でも、ビアンカが傷つけられるのを、放っておくわけにはいかなかった。
無数のロウソクたちがメラの炎を掲げて、あたりがまるで昼間のように照らされ――
「ちょっと! あんたたちの相手は、わたしよ!」
ビアンカの声が、城の廊下に響き渡った。
魔物の呪文の詠唱が、わずかに途切れる。
つまり――どちらを狙おうか、魔物たちが一瞬迷いを見せた、その隙を見逃すビアンカじゃない。
迷わず床を蹴って、ロウソクの群れに飛び込む。
「じょおーさまと、およびっ!!」
景気付けにもう一度声を張り上げながら、いばらの鞭が華麗に一閃。
手傷を負ったロウソク達を、一まとめに退ける。
ロウソクたちがいなくなった途端に真っ黒に染め上げられた暗闇の中、少女達の呼吸が響く。
魔物らしい気配はもう、今のところは、感じられない。
しかし、さっきまでおぼろげながらも輪郭を浮かばせていた城内の情景が、全く見えなくなっている。
ロウソク達の強い灯火に眼が慣れたためだ。
理屈を理解していたわけではないが、本能的にわかった。
ぼろぼろの窓から差し込む、ささやかな月の光に慣れるまで、まだ時間がかかるであろうことも。
仕方が無いので、少女はあてずっぽうでビアンカの方へ駆け寄り、無邪気に声を上げる。
それで正しく彼女の元へと辿り着くから不思議だ。
やったね、ビアンカお姉ちゃんカッコイイ、女王さまかっこいい!
それは本音。

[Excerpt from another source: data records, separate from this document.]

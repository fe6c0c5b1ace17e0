//! Domain primitives, aggregates and use-case services.
//!
//! Purpose: Define strongly typed domain entities used by the API and
//! persistence layers, the permission algebra that guards them, and one
//! service per resource. Services depend on driven ports only, so adapters
//! can be swapped (PostgreSQL, in-memory) without touching the rules.
//!
//! Public surface:
//! - Error (alias to `error::Error`): API error response payload.
//! - ErrorCode (alias to `error::ErrorCode`): stable error identifier.
//! - User, Project, Membership, Role, Status, Milestone, UserStory, Task,
//!   Issue: aggregates.
//! - HistoryEntry: frozen snapshot plus diff of a tracked item.
//! - Services: every use-case service wired over one set of adapters.

pub mod error;
mod feedback;
pub mod history;
mod ids;
mod issue;
mod membership;
pub mod milestone;
pub mod occ;
mod password;
pub mod permissions;
pub mod ports;
pub mod project;
pub(crate) mod repositories;
mod slug;
mod status;
pub mod task;
pub mod template;
mod tokens;
pub mod trace_id;
pub mod user;
pub mod user_story;
mod vote;

mod auth_service;
mod feedback_service;
pub mod history_service;
mod issues_service;
mod memberships_service;
mod milestones_service;
mod projects_service;
mod roles_service;
mod services;
mod statuses_service;
mod tasks_service;
pub(crate) mod user_stories_service;
mod users_service;

pub use self::error::{Error, ErrorCode, ErrorValidationError, TRACE_ID_HEADER};
pub use self::feedback::{FeedbackContext, FeedbackEntry, NewFeedback};
pub use self::history::{HistoryEntry, HistoryKind, HistoryTarget, HistoryUser};
pub use self::ids::{
    FeedbackId, IssueId, MembershipId, MilestoneId, ProjectId, RoleId, StatusId, TaskId, UserId,
    UserStoryId,
};
pub use self::issue::{Issue, IssueFilter, NewIssue};
pub use self::membership::{Membership, NewMembership, NewRole, Role};
pub use self::milestone::{
    BurndownDay, Milestone, MilestoneFilter, MilestoneStats, NewMilestone,
};
pub use self::password::PasswordHasher;
pub use self::permissions::{ProjectPermission, Requester};
pub use self::project::{
    IssuesStats, MilestoneProgress, NewProject, Project, ProjectStats, StatusCount,
};
pub use self::repositories::Repositories;
pub use self::slug::{slug_candidates, slugify};
pub use self::status::{NewStatus, Status, StatusKind};
pub use self::task::{NewTask, Task, TaskFilter};
pub use self::template::ProjectTemplate;
pub use self::tokens::{TokenError, TokenScope, TokenSigner};
pub use self::trace_id::TraceId;
pub use self::user::{Email, NewUser, User, UserValidationError, Username};
pub use self::user_story::{NewUserStory, OrderField, UserStory, UserStoryFilter};
pub use self::vote::VoteTarget;

pub use self::auth_service::{
    AuthService, AuthSettings, AuthenticatedUser, LoginRequest, Registration,
};
pub use self::feedback_service::FeedbackService;
pub use self::history_service::HistoryService;
pub use self::issues_service::{CreateIssue, IssueChanges, IssueView, IssuesService};
pub use self::memberships_service::{
    BulkMembershipEntry, CreateMembership, InvitationView, MembershipChanges, MembershipView,
    MembershipsService,
};
pub use self::milestones_service::{CreateMilestone, MilestoneChanges, MilestonesService};
pub use self::projects_service::{
    CreateProject, CreateTemplate, ProjectChanges, ProjectDetail, ProjectsService,
};
pub use self::roles_service::{CreateRole, RoleChanges, RolesService};
pub use self::services::{ServiceConfig, ServiceDeps, Services};
pub use self::statuses_service::{CreateStatus, StatusChanges, StatusesService};
pub use self::tasks_service::{BulkCreateTasks, CreateTask, TaskChanges, TasksService};
pub use self::user_stories_service::{
    BulkCreateUserStories, CreateUserStory, SUBJECT_MAX, UserStoriesService, UserStoryChanges,
    bulk_subjects,
};
pub use self::users_service::{UserChanges, UsersService};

ただ、空元気でもあったけれど。
「そう? 今度、あなたにも教えてあげるね」
一桁の子供のものにしては妖しすぎる会話だが、幼いからこそ彼女達は大人の事情など知る由も無い。
「もうっ。それにしても、あのロウソク嫌いだわ。わたしの得意な呪文、ほとんど効かないんだもの」
ビアンカの言葉に、武器屋さんで色々買って良かったね、と二人は頷きあう。